Extensive simulations validate the behavior of IPW-PPI under both real and synthetic scenarios (Datta et al., 13 Aug 2025). Major observations include:

• Standard (unweighted) estimators show significant bias when labeling is informative.
• Both HT and Hájek adjusted PPI estimators yield near-zero bias and confidence intervals with correct coverage, even for small labeled fractions ($p_{lab} = 0.01$ or $0.02$).
• As $p_{lab}$ increases, all methods display narrower intervals, but the IPW variants consistently control bias.
• The IPW-adjusted PPI produces confidence intervals that are not only centered correctly but also often narrower than those from classical approaches.

These findings underline the practical utility of IPW-PPI for data with nonrandom selection for labeling, a situation prevalent in many modern applications.
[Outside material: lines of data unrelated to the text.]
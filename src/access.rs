//! Ownership rules for notes.
//!
//! Every note-scoped operation (detail, edit, delete) goes through
//! [`authorize`], which in turn relies on [`can_access`]. A note the caller
//! does not own is reported exactly like a note that does not exist.

use crate::entity::{Note, UserId};
use crate::error::{NotekeeperError, Result};

/// Who is making the request.
#[derive(Debug, Clone, Copy, PartialEq, Eq)]
pub enum Identity {
    Anonymous,
    User(UserId),
}

impl Identity {
    pub fn user_id(&self) -> Option<UserId> {
        match self {
            Identity::Anonymous => None,
            Identity::User(id) => Some(*id),
        }
    }

    pub fn is_authenticated(&self) -> bool {
        matches!(self, Identity::User(_))
    }
}

impl From<Option<UserId>> for Identity {
    fn from(id: Option<UserId>) -> Self {
        id.map_or(Identity::Anonymous, Identity::User)
    }
}

/// The single capability check: only the author may read, edit or delete.
pub fn can_access(identity: Identity, note: &Note) -> bool {
    identity.user_id() == Some(note.author_id)
}

/// Pass `note` through if `identity` may touch it.
///
/// Missing notes and notes owned by someone else both become
/// [`NotekeeperError::NotFound`]; anonymous callers get
/// [`NotekeeperError::Unauthenticated`].
pub fn authorize(identity: Identity, note: Option<Note>) -> Result<Note> {
    if !identity.is_authenticated() {
        return Err(NotekeeperError::Unauthenticated);
    }
    match note {
        Some(note) if can_access(identity, &note) => Ok(note),
        Some(note) => {
            tracing::debug!(slug = %note.slug, "note hidden from non-author");
            Err(NotekeeperError::NotFound)
        }
        None => Err(NotekeeperError::NotFound),
    }
}

/// Any authenticated identity may create notes; the author comes from here,
/// never from the submitted form.
pub fn author_for_new_note(identity: Identity) -> Result<UserId> {
    identity.user_id().ok_or(NotekeeperError::Unauthenticated)
}
mod commands;
mod handlers;

pub use commands::{Cli, Commands};
pub use handlers::{handle_add_user, handle_list_notes, handle_serve};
5. Practical Methodology: From MCAR to MAR via Survey Sampling Theory

The formal connection between PPI and survey sampling is established by generalizing the rectifier. Under MCAR, the unweighted rectifier is equivalent to the Horvitz–Thompson estimator. When inclusion probabilities are non-uniform:

• Using the IPW adjusted rectifiers (HT or Hájek) matches the asymptotic and finite-sample unbiasedness properties of classical survey sampling estimators.
• The approach incorporates estimated probabilities $\hat{\xi}_i$ when $\xi_i$ must be fitted from data, yielding estimators nearly as effective as when $\xi_i$ is known.
• The unification of prediction-based bias correction and survey sampling design supports a bridging of historical and modern approaches, aligning PPI with established methodologies in design-based inference.

6. Broader Impact and Theoretical Integration

The advancement of IPW-PPI is significant for high-dimensional, partially-labeled, and semi-supervised settings found in genomics, remote sensing, medical imaging, and other applied fields where labeled data is costly or obtained via complex mechanisms. The formalization and simulation evidence presented demonstrate that combining model-based predictions with IPW bias correction yields:

• Valid inference under informative sampling,
• Robust variance reduction,
• Flexible integration of estimated labeling probabilities,
• Alignment with decades of survey sampling theory (specifically, Horvitz–Thompson and Hájek estimators).

The approach is nonparametric regarding the prediction rule $f(\cdot)$, requiring no strong model assumptions.

7. Summary Table: Estimators in PPI under MCAR and MAR

Scenario	Rectifier	Bias Correction
MCAR	Unweighted	$\Deltâ = \frac{1}{n_{lab}}\sum (f(X_i)-Y_i)$
MAR / Informative	IPW (HT or Hájek)	$\Deltâ_{HT} = \sum \frac{R_i}{\xi_i}(f(X_i)-Y_i)/N$

This table formalizes the connection between standard prediction-powered inference and its IPW extension under informative labeling mechanisms (Datta et al., 13 Aug 2025).

• The comprehensive methodology for IPW-adjusted PPI is developed and systematically validated in "Prediction-Powered Inference with Inverse Probability Weighting" (Datta et al., 13 Aug 2025).